Receipts for the first three months of fiscal year 2013 totaled $616 billion, $60 billion more than those in the same period last year. Compared with receipts in the first quarter of last year:
• Individual income and payroll (social insurance) taxes together rose by $44 billion
• Net corporate income taxes increased by $7 billion
• Other revenues rose by $10 billion
Spending Detail (my emphasis)
Spending Was About the Same When Adjusted for Timing ShiftsSo we are moving forward, ever so slowly, despite the Republicans best efforts.
By CBO’s estimate, federal outlays—totaling $909 billion—would have been about the same in the first quarter of 2013 as they were during that period in 2012, if not for shifts that occurred in the timing of certain payments because the scheduled payment dates fell on a weekend or holiday.

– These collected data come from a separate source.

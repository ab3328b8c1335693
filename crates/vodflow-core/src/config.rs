//! Configuration module
//!
//! Environment-driven configuration for the upload service: HTTP, database,
//! blob storage, staging, transcoding, registry TTL, and event delivery.

use std::env;

const DEFAULT_PORT: u16 = 4000;
const DEFAULT_MAX_CONNECTIONS: u32 = 20;
const DEFAULT_CONNECTION_TIMEOUT_SECS: u64 = 30;
const DEFAULT_MAX_UPLOAD_MB: usize = 500;
const DEFAULT_REGISTRY_TTL_SECS: i64 = 600;
const DEFAULT_SWEEP_INTERVAL_SECS: u64 = 300;
const DEFAULT_HLS_SEGMENT_DURATION: u64 = 6;
const DEFAULT_WEBHOOK_TIMEOUT_SECS: u64 = 30;

/// Blob storage backend selection
#[derive(Debug, Clone, Copy, PartialEq, Eq)]
pub enum StorageBackend {
    S3,
    Local,
}

/// Application configuration, loaded once at startup.
#[derive(Clone, Debug)]
pub struct Config {
    pub server_port: u16,
    pub cors_origins: Vec<String>,
    pub environment: String,

    pub database_url: String,
    pub db_max_connections: u32,
    pub db_timeout_seconds: u64,

    pub storage_backend: StorageBackend,
    pub s3_bucket: Option<String>,
    pub s3_region: Option<String>,
    pub s3_endpoint: Option<String>,
    pub s3_public_base_url: Option<String>,
    pub local_storage_path: Option<String>,
    pub local_storage_base_url: Option<String>,

    pub staging_root: String,
    pub max_upload_bytes: usize,
    pub video_allowed_extensions: Vec<String>,

    pub ffmpeg_path: String,
    pub hls_segment_duration: u64,
    pub hls_variants: Vec<String>,

    pub registry_ttl_secs: i64,
    /// Interval for the background registry sweep. 0 = disabled.
    pub sweep_interval_secs: u64,

    pub webhook_url: Option<String>,
    pub webhook_secret: Option<String>,
    pub webhook_timeout_seconds: u64,
}

impl Config {
    pub fn from_env() -> Result<Self, anyhow::Error> {
        dotenvy::dotenv().ok();

        let environment = env::var("ENVIRONMENT")
            .or_else(|_| env::var("APP_ENV"))
            .unwrap_or_else(|_| "development".to_string());

        let cors_origins: Vec<String> = env::var("CORS_ORIGINS")
            .unwrap_or_else(|_| "*".to_string())
            .split(',')
            .map(|s| s.trim().to_string())
            .collect();

        let storage_backend = match env::var("STORAGE_BACKEND")
            .unwrap_or_else(|_| "local".to_string())
            .to_lowercase()
            .as_str()
        {
            "s3" => StorageBackend::S3,
            "local" => StorageBackend::Local,
            other => {
                return Err(anyhow::anyhow!(
                    "STORAGE_BACKEND must be 's3' or 'local', got '{}'",
                    other
                ))
            }
        };

        let max_upload_mb = env::var("MAX_UPLOAD_MB")
            .unwrap_or_else(|_| DEFAULT_MAX_UPLOAD_MB.to_string())
            .parse::<usize>()
            .unwrap_or(DEFAULT_MAX_UPLOAD_MB);

        let config = Config {
            server_port: env::var("PORT")
                .unwrap_or_else(|_| DEFAULT_PORT.to_string())
                .parse()
                .map_err(|_| anyhow::anyhow!("PORT must be a valid number"))?,
            cors_origins,
            environment,
            database_url: env::var("DATABASE_URL")
                .map_err(|_| anyhow::anyhow!("DATABASE_URL must be set"))?,
            db_max_connections: env::var("DB_MAX_CONNECTIONS")
                .unwrap_or_else(|_| DEFAULT_MAX_CONNECTIONS.to_string())
                .parse()
                .unwrap_or(DEFAULT_MAX_CONNECTIONS),
            db_timeout_seconds: env::var("DB_TIMEOUT_SECONDS")
                .unwrap_or_else(|_| DEFAULT_CONNECTION_TIMEOUT_SECS.to_string())
                .parse()
                .unwrap_or(DEFAULT_CONNECTION_TIMEOUT_SECS),
            storage_backend,
            s3_bucket: env::var("S3_BUCKET").ok(),
            s3_region: env::var("S3_REGION").ok().or(env::var("AWS_REGION").ok()),
            s3_endpoint: env::var("S3_ENDPOINT").ok(),
            s3_public_base_url: env::var("S3_PUBLIC_BASE_URL").ok(),
            local_storage_path: env::var("LOCAL_STORAGE_PATH").ok(),
            local_storage_base_url: env::var("LOCAL_STORAGE_BASE_URL").ok(),
            staging_root: env::var("STAGING_ROOT")
                .unwrap_or_else(|_| "/tmp/vodflow/staging".to_string()),
            max_upload_bytes: max_upload_mb * 1024 * 1024,
            video_allowed_extensions: env::var("VIDEO_ALLOWED_EXTENSIONS")
                .unwrap_or_else(|_| "mp4,mov,m4v,webm,mkv,avi".to_string())
                .split(',')
                .map(|s| s.trim().to_lowercase())
                .collect(),
            ffmpeg_path: env::var("FFMPEG_PATH").unwrap_or_else(|_| "ffmpeg".to_string()),
            hls_segment_duration: env::var("HLS_SEGMENT_DURATION")
                .unwrap_or_else(|_| DEFAULT_HLS_SEGMENT_DURATION.to_string())
                .parse()
                .unwrap_or(DEFAULT_HLS_SEGMENT_DURATION),
            hls_variants: env::var("HLS_VARIANTS")
                .unwrap_or_else(|_| "480p,720p".to_string())
                .split(',')
                .map(|s| s.trim().to_string())
                .collect(),
            registry_ttl_secs: env::var("REGISTRY_TTL_SECS")
                .unwrap_or_else(|_| DEFAULT_REGISTRY_TTL_SECS.to_string())
                .parse()
                .unwrap_or(DEFAULT_REGISTRY_TTL_SECS),
            sweep_interval_secs: env::var("SWEEP_INTERVAL_SECS")
                .unwrap_or_else(|_| DEFAULT_SWEEP_INTERVAL_SECS.to_string())
                .parse()
                .unwrap_or(DEFAULT_SWEEP_INTERVAL_SECS),
            webhook_url: env::var("WEBHOOK_URL").ok().filter(|s| !s.is_empty()),
            webhook_secret: env::var("WEBHOOK_SECRET").ok().filter(|s| !s.is_empty()),
            webhook_timeout_seconds: env::var("WEBHOOK_TIMEOUT_SECONDS")
                .unwrap_or_else(|_| DEFAULT_WEBHOOK_TIMEOUT_SECS.to_string())
                .parse()
                .unwrap_or(DEFAULT_WEBHOOK_TIMEOUT_SECS),
        };

        config.validate()?;
        Ok(config)
    }

    pub fn is_production(&self) -> bool {
        let env = self.environment.to_lowercase();
        env == "production" || env == "prod"
    }

    pub fn validate(&self) -> Result<(), anyhow::Error> {
        if !self.database_url.starts_with("postgresql://")
            && !self.database_url.starts_with("postgres://")
        {
            return Err(anyhow::anyhow!(
                "DATABASE_URL must be a valid PostgreSQL connection string"
            ));
        }

        if self.registry_ttl_secs < 0 {
            return Err(anyhow::anyhow!("REGISTRY_TTL_SECS must not be negative"));
        }

        if self.video_allowed_extensions.is_empty() {
            return Err(anyhow::anyhow!(
                "VIDEO_ALLOWED_EXTENSIONS must name at least one extension"
            ));
        }

        if self.is_production() && self.cors_origins.iter().any(|o| o == "*") {
            return Err(anyhow::anyhow!(
                "CORS_ORIGINS cannot be '*' in production. Please specify explicit origins."
            ));
        }

        match self.storage_backend {
            StorageBackend::S3 => {
                if self.s3_bucket.is_none() {
                    return Err(anyhow::anyhow!(
                        "S3_BUCKET must be set when using the S3 storage backend"
                    ));
                }
                if self.s3_region.is_none() {
                    return Err(anyhow::anyhow!(
                        "S3_REGION or AWS_REGION must be set when using the S3 storage backend"
                    ));
                }
            }
            StorageBackend::Local => {
                if self.local_storage_path.is_none() {
                    return Err(anyhow::anyhow!(
                        "LOCAL_STORAGE_PATH must be set when using the local storage backend"
                    ));
                }
                if self.local_storage_base_url.is_none() {
                    return Err(anyhow::anyhow!(
                        "LOCAL_STORAGE_BASE_URL must be set when using the local storage backend"
                    ));
                }
            }
        }

        if self.webhook_url.is_some() && self.webhook_secret.is_none() {
            return Err(anyhow::anyhow!(
                "WEBHOOK_SECRET must be set when WEBHOOK_URL is configured"
            ));
        }

        Ok(())
    }
}

#[cfg(test)]
mod tests {
    use super::*;

    fn base_config() -> Config {
        Config {
            server_port: 4000,
            cors_origins: vec!["*".to_string()],
            environment: "development".to_string(),
            database_url: "postgresql://localhost/vodflow".to_string(),
            db_max_connections: 20,
            db_timeout_seconds: 30,
            storage_backend: StorageBackend::Local,
            s3_bucket: None,
            s3_region: None,
            s3_endpoint: None,
            s3_public_base_url: None,
            local_storage_path: Some("/tmp/vodflow/media".to_string()),
            local_storage_base_url: Some("http://localhost:4000/media".to_string()),
            staging_root: "/tmp/vodflow/staging".to_string(),
            max_upload_bytes: 500 * 1024 * 1024,
            video_allowed_extensions: vec!["mp4".to_string()],
            ffmpeg_path: "ffmpeg".to_string(),
            hls_segment_duration: 6,
            hls_variants: vec!["480p".to_string(), "720p".to_string()],
            registry_ttl_secs: 600,
            sweep_interval_secs: 300,
            webhook_url: None,
            webhook_secret: None,
            webhook_timeout_seconds: 30,
        }
    }

    #[test]
    fn test_validate_accepts_local_backend() {
        assert!(base_config().validate().is_ok());
    }

    #[test]
    fn test_validate_rejects_s3_without_bucket() {
        let mut config = base_config();
        config.storage_backend = StorageBackend::S3;
        assert!(config.validate().is_err());
    }

    #[test]
    fn test_validate_rejects_wildcard_cors_in_production() {
        let mut config = base_config();
        config.environment = "production".to_string();
        assert!(config.validate().is_err());
    }

    #[test]
    fn test_validate_rejects_webhook_url_without_secret() {
        let mut config = base_config();
        config.webhook_url = Some("https://hooks.example.com/video".to_string());
        assert!(config.validate().is_err());

        config.webhook_secret = Some("s3cret".to_string());
        assert!(config.validate().is_ok());
    }

    #[test]
    fn test_validate_rejects_bad_database_url() {
        let mut config = base_config();
        config.database_url = "mysql://localhost/vodflow".to_string();
        assert!(config.validate().is_err());
    }
}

• Social Security, Medicare, and Medicaid—Expenditures for each of the three largest entitlement programs were greater than in the same period last year. Outlays for Social Security benefits increased the most—by $12 billion (or 7 percent). Spending for Medicare rose by $6 billion (or 5 percent) and outlays for Medicaid rose by $5 billion (or 8 percent).
• Net interest—Outlays for net interest on the public debt were $5 billion (or 7 percent) greater, reflecting both the growing debt held by the public and larger payments for inflation-indexed securities.
• Fannie Mae and Freddie Mac—Net payments to the government-sponsored enterprises were $14 billion less than those made at the same time last year.
I just wanted to share some good news....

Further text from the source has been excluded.